__WORK INSTRUCTIONS__
Extract the first line through the line containing "of detected bands." from the listing below, exactly as written.

__PROVIDED RECORDS__
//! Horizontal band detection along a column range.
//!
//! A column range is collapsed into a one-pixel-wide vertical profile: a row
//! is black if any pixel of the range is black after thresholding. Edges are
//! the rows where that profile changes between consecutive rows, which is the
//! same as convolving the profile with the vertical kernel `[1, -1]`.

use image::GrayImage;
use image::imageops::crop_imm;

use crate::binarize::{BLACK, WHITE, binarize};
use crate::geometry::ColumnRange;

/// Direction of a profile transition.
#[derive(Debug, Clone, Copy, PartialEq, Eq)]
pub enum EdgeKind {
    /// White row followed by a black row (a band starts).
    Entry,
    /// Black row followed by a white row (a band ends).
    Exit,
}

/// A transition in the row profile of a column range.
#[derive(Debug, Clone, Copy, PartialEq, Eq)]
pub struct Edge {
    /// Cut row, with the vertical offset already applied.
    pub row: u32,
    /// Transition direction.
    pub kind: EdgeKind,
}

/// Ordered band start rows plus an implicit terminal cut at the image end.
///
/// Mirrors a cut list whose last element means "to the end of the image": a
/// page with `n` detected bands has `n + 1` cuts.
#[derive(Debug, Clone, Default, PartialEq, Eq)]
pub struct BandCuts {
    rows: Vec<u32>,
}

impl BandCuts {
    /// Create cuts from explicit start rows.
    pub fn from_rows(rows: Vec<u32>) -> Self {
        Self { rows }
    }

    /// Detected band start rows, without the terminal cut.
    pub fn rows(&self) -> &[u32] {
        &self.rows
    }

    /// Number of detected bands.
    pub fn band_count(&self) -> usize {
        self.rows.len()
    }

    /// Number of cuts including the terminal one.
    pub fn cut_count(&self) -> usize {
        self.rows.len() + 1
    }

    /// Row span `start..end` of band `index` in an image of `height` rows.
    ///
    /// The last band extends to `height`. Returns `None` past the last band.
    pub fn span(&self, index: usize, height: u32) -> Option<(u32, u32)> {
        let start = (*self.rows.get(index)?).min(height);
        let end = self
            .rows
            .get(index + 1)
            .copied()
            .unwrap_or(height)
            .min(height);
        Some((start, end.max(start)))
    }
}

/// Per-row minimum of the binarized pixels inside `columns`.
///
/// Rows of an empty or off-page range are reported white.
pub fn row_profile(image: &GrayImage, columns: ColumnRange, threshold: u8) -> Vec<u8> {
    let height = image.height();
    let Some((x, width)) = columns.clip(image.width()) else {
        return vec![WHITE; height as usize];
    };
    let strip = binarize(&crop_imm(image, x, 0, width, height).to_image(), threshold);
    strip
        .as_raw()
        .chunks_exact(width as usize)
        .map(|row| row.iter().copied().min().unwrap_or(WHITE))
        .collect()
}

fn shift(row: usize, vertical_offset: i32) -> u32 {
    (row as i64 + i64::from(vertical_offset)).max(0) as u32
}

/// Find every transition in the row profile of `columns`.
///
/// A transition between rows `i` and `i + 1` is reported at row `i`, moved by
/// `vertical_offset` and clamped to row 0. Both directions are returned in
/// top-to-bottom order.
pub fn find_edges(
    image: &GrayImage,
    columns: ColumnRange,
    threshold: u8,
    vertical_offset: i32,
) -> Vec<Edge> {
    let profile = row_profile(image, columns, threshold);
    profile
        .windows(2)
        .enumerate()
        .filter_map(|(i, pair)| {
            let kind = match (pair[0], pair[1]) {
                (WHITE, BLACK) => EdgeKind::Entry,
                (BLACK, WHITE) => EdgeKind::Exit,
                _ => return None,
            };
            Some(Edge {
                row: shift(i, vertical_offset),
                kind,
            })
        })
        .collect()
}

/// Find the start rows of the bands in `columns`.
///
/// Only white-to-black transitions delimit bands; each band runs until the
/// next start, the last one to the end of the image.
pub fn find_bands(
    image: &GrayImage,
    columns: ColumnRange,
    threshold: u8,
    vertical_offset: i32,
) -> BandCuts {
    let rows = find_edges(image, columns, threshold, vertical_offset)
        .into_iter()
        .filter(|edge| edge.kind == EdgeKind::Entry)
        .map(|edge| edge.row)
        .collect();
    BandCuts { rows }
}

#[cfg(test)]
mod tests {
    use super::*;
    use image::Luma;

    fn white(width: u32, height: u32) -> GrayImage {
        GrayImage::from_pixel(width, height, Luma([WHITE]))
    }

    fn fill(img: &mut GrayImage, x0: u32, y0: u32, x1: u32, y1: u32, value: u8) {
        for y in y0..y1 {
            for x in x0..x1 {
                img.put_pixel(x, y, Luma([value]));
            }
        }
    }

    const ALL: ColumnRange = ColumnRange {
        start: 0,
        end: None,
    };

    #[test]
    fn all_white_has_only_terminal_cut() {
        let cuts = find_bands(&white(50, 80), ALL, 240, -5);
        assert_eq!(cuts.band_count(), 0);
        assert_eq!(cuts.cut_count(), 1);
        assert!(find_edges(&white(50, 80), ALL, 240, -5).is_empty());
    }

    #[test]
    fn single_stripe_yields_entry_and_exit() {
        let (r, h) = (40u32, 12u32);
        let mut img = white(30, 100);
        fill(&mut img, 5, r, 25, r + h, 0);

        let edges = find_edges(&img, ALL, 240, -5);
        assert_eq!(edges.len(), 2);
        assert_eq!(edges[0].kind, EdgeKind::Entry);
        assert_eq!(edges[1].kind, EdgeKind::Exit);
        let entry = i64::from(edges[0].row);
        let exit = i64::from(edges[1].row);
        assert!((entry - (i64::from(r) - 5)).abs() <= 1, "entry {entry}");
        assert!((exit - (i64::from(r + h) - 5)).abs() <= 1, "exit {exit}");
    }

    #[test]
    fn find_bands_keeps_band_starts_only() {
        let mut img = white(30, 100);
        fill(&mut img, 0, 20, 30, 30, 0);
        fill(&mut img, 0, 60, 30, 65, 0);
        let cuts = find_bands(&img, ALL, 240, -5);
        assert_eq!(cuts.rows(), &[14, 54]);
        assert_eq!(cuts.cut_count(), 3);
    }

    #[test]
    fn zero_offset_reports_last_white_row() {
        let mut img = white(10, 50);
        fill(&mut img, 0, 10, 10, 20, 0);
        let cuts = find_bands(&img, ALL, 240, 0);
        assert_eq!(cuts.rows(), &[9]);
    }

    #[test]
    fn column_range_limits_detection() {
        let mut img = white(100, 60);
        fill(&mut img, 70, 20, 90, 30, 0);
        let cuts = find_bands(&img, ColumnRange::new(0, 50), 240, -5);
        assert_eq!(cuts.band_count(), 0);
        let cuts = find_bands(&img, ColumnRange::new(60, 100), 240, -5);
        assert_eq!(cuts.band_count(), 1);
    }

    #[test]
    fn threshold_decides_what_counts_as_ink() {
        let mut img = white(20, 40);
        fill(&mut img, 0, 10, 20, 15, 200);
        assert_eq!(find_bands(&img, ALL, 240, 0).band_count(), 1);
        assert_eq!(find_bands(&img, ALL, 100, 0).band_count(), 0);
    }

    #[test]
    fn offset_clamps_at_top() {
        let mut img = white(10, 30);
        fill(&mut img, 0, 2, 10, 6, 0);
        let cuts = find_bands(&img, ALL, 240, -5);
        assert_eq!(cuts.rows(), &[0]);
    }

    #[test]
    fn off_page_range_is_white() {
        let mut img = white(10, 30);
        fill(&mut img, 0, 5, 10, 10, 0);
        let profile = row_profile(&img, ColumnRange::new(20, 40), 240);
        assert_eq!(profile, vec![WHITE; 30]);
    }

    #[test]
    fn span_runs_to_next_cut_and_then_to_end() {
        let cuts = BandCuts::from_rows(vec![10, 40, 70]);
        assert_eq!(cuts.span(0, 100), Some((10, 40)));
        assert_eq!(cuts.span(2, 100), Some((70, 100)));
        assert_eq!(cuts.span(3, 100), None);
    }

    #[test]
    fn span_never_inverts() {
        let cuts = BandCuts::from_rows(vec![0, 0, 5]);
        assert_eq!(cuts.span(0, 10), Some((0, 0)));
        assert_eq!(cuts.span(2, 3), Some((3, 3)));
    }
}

__RESPONSE AREA__
//! Horizontal band detection along a column range.
//!
//! A column range is collapsed into a one-pixel-wide vertical profile: a row
//! is black if any pixel of the range is black after thresholding. Edges are
//! the rows where that profile changes between consecutive rows, which is the
//! same as convolving the profile with the vertical kernel `[1, -1]`.

use image::GrayImage;
use image::imageops::crop_imm;

use crate::binarize::{BLACK, WHITE, binarize};
use crate::geometry::ColumnRange;

/// Direction of a profile transition.
#[derive(Debug, Clone, Copy, PartialEq, Eq)]
pub enum EdgeKind {
    /// White row followed by a black row (a band starts).
    Entry,
    /// Black row followed by a white row (a band ends).
    Exit,
}

/// A transition in the row profile of a column range.
#[derive(Debug, Clone, Copy, PartialEq, Eq)]
pub struct Edge {
    /// Cut row, with the vertical offset already applied.
    pub row: u32,
    /// Transition direction.
    pub kind: EdgeKind,
}

/// Ordered band start rows plus an implicit terminal cut at the image end.
///
/// Mirrors a cut list whose last element means "to the end of the image": a
/// page with `n` detected bands has `n + 1` cuts.
#[derive(Debug, Clone, Default, PartialEq, Eq)]
pub struct BandCuts {
    rows: Vec<u32>,
}

impl BandCuts {
    /// Create cuts from explicit start rows.
    pub fn from_rows(rows: Vec<u32>) -> Self {
        Self { rows }
    }

    /// Detected band start rows, without the terminal cut.
    pub fn rows(&self) -> &[u32] {
        &self.rows
    }

    /// Number of detected bands.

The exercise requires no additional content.